The result of this rapid examination of the effects of art in its various forms is, that it involves as an essential factor a certain amount of vague and undefinable emotion. Hence art will always have its mysterious side, and a full appreciation of art in all its parts will include a susceptibility of mind to this particular emotional effect. Accordingly a mind which cannot enjoy without perfectly comprehending the whence and the why of its delight, must, it would seem, be debarred from a portion of the pleasures of art.

We have so far said nothing as to the relative merits of the pleasure which is made definite by intellectual reflection, and that which defies such a process of illumination. In truth, it is difficult to compare the two modes of enjoyment. While such intellectual activity tends to destroy a certain charm which belongs to these undefined emotional effects, it adds a new gratification of its own. The question of the superiority of the one or of the other form of enjoyment may, as we have already remarked, best be referred to individual taste. Some minds of a highly intellectual order, and unequally developed in an emotional direction, will prefer those effects of art which lend themselves to clear definition; other minds, of an opposite order, will rather choose the opposite type of æsthetic effect. This difference will affect the person's relative appreciations of the several arts. Thus, the first type of mind will prefer music united to language to "absolute" music. Many persons, like Lessing, fail to enjoy instrumental music just because of its indefiniteness. Others, like Schumann, would regard all minute inquiries into the what and why of instrumental music as irrelevant. They prefer to keep its meaning screened, so to speak, from the rude light of day.

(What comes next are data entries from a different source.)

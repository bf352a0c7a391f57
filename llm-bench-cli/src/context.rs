//! Shared state for command execution.

use anyhow::{Context as _, Result};
use llm_bench_client::{InferenceClient, MessagesClient};
use llm_bench_storage::FileResultStore;
use llm_bench_workflow::{CancellationToken, ExperimentRunner, TaskRegistry};
use std::sync::Arc;
use tracing::{info, warn};

use crate::cli::Cli;
use crate::output::OutputWriter;
use crate::settings::{BenchSettings, API_KEY_ENV};
use crate::tasks::TaskLoader;

pub struct Context {
    pub settings: BenchSettings,
    pub output: OutputWriter,
}

impl Context {
    pub fn new(cli: &Cli) -> Result<Self> {
        let mut settings = BenchSettings::load(cli.config.as_deref())?;
        if let Some(dir) = &cli.tasks_dir {
            settings.tasks_dir = dir.clone();
        }
        if let Some(dir) = &cli.results_dir {
            settings.results_dir = dir.clone();
        }

        Ok(Self {
            settings,
            output: OutputWriter::new(cli.output),
        })
    }

    pub fn task_loader(&self) -> TaskLoader {
        TaskLoader::new(&self.settings.tasks_dir, TaskRegistry::builtin())
    }

    pub async fn store(&self) -> Result<Arc<FileResultStore>> {
        let store = FileResultStore::open(&self.settings.results_dir)
            .await
            .with_context(|| {
                format!(
                    "Failed to open results directory {}",
                    self.settings.results_dir.display()
                )
            })?;
        Ok(Arc::new(store))
    }

    pub fn client(&self) -> Result<Arc<dyn InferenceClient>> {
        if self.settings.endpoint.api_key.is_none() {
            warn!("No API key configured; set endpoint.api_key or {}", API_KEY_ENV);
        }
        let client = MessagesClient::new(self.settings.client_config()?)
            .context("Failed to build inference client")?;
        Ok(Arc::new(client))
    }

    pub fn runner(&self) -> Result<ExperimentRunner> {
        let mut runner = ExperimentRunner::new(self.client()?)
            .with_sample_concurrency(self.settings.sample_concurrency);
        if let Some(instructions) = &self.settings.default_system_instructions {
            runner = runner.with_default_system_instructions(instructions);
        }
        Ok(runner)
    }

    /// Model from the command line, else the configured default.
    pub fn model_or_default(&self, model: Option<String>) -> Result<String> {
        model
            .or_else(|| self.settings.default_model.clone())
            .context("No model given; pass --model or set default_model")
    }
}

/// Token cancelled on the first Ctrl-C.
pub fn cancel_on_ctrl_c() -> CancellationToken {
    let token = CancellationToken::new();
    let child = token.clone();
    tokio::spawn(async move {
        if tokio::signal::ctrl_c().await.is_ok() {
            info!("Interrupt received, finishing in-flight samples");
            child.cancel();
        }
    });
    token
}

It is another question as to the proper range of this influence, both in art as a whole and in the several arts. It is plain, from what has been said, that this depends, to some extent, on the artist himself. Thus, for example, a musical composer may seek to render instrumental music minutely descriptive. On the other hand, a painter may lean to an obscure mode of presenting his subject. So, too, the poet may fall into the way of suggesting his scenes and events in shadowy outline, and of dwelling on those aspects of nature and of life which most deeply stir vague and undefinable emotions. Is it possible to lay down any rules as to the right management of this material of art?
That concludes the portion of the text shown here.